The Illinois Supreme Court has decided the Prologis case (City of Chicago v. Prologis, Docket No. 106805, opinion filed January 22, 2010). It affirmed the lower courts’ holdings that Prologis, a holder of revenue TIF bonds issued by the Village of Bensenville to finance a redevelopment project, was not entitled to compensation when the redeveloped property that generated the tax revenue used to service those bonds, was condemned for the expansion of the Chicago O’Hare Airport. The condemnation transfered title to the property to the city of Chicago, so it became tax-exempt, and the tax revenue stream dried up, making the TIF bonds worthless.
“The bondholders argued that when plaintiff acquires the subject property, it will become tax exempt. Since the TIF bonds are secured only by the real estate tax income derived from the subject property, they will lose all value once the property becomes exempt from taxes.”
The court relied on Omnia Commercial Co. v. United States, 261 U.S. 502 (1923), and John K. & Catherine S. Mullen Benevolent Corp. v. United States, 290 U.S. 89 (1933). Omnia held that when a contract is frustrated when the government takes the subject of the contract, but not the contract itself, no compensation is due. The Mullen case held that when the taken property does not formally secure the bonds, but is only used as a source of tax revenues used to service them, the bondholders’ property interest in the subject property (which they then do not have) is not taken, and so they are not entitled to compensation.

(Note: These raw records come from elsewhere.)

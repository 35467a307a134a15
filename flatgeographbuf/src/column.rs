//! Column schema codec: the per-column name/type descriptors carried in the
//! graph header.

use num_enum::{IntoPrimitive, TryFromPrimitive};

use crate::error::FggReadError;
use crate::primitive::{write_short_length_prefixed_str, Cursor};

/// The type tag for a single column, per the format's fixed byte assignment.
#[derive(Debug, Clone, Copy, PartialEq, Eq, Hash, TryFromPrimitive, IntoPrimitive)]
#[cfg_attr(feature = "serde", derive(serde::Serialize, serde::Deserialize))]
#[repr(u8)]
pub enum ColumnType {
    Byte = 0,
    UByte = 1,
    Bool = 2,
    Short = 3,
    UShort = 4,
    Int = 5,
    UInt = 6,
    Long = 7,
    ULong = 8,
    Float = 9,
    Double = 10,
    String = 11,
    Json = 12,
    DateTime = 13,
    Binary = 14,
}

impl ColumnType {
    /// Is this type's on-disk width fixed (vs. length-prefixed)?
    #[must_use]
    pub const fn is_fixed_width(self) -> bool {
        !matches!(
            self,
            Self::String | Self::Json | Self::DateTime | Self::Binary
        )
    }
}

/// A named, typed column in a graph header's column list.
///
/// A column's position in the header's column list is its ordinal; edges
/// reference columns by this ordinal, not by name.
#[derive(Debug, Clone, PartialEq, Eq, Hash)]
#[cfg_attr(feature = "serde", derive(serde::Serialize, serde::Deserialize))]
pub struct Column {
    pub name: String,
    pub column_type: ColumnType,
}

impl Column {
    #[must_use]
    pub fn new(name: impl Into<String>, column_type: ColumnType) -> Self {
        Self {
            name: name.into(),
            column_type,
        }
    }

    /// Encodes this column as `[name-length u16][name bytes][type u8]`.
    pub(crate) fn write(&self, out: &mut Vec<u8>) {
        write_short_length_prefixed_str(out, &self.name);
        out.push(self.column_type.into());
    }

    /// Decodes a column, failing with `InvalidColumnType` if the type byte
    /// is outside `{0..14}`.
    pub(crate) fn read(cur: &mut Cursor<'_>) -> Result<Self, FggReadError> {
        let name = cur.read_short_length_prefixed_string()?;
        let type_byte = cur.read_u8()?;
        let column_type =
            ColumnType::try_from(type_byte).map_err(|_| FggReadError::InvalidColumnType(type_byte))?;
        Ok(Self { name, column_type })
    }
}

/// Encodes an ordered column list (without the leading count; that's the
/// graph header's job).
pub(crate) fn write_columns(out: &mut Vec<u8>, columns: &[Column]) {
    for column in columns {
        column.write(out);
    }
}

/// Decodes `count` columns in order. Duplicate names are not rejected - the
/// codec tolerates them, per the format's documented open question; callers
/// that need uniqueness must enforce it themselves.
pub(crate) fn read_columns(cur: &mut Cursor<'_>, count: u16) -> Result<Vec<Column>, FggReadError> {
    let mut columns = Vec::with_capacity(count as usize);
    for _ in 0..count {
        columns.push(Column::read(cur)?);
    }
    Ok(columns)
}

The court noted that the bond indenture spoke of tax revenues “if any” and emphasized that the claimants were sophisticated investors who understood the risk inherent in purchasing revenue bonds (the bond indenture contained explicit language to that effect) so the court was of the view that the bond holders assumed the risk.
So the moral here would appear to be that he who lives by the redevelopment sword, dies by it.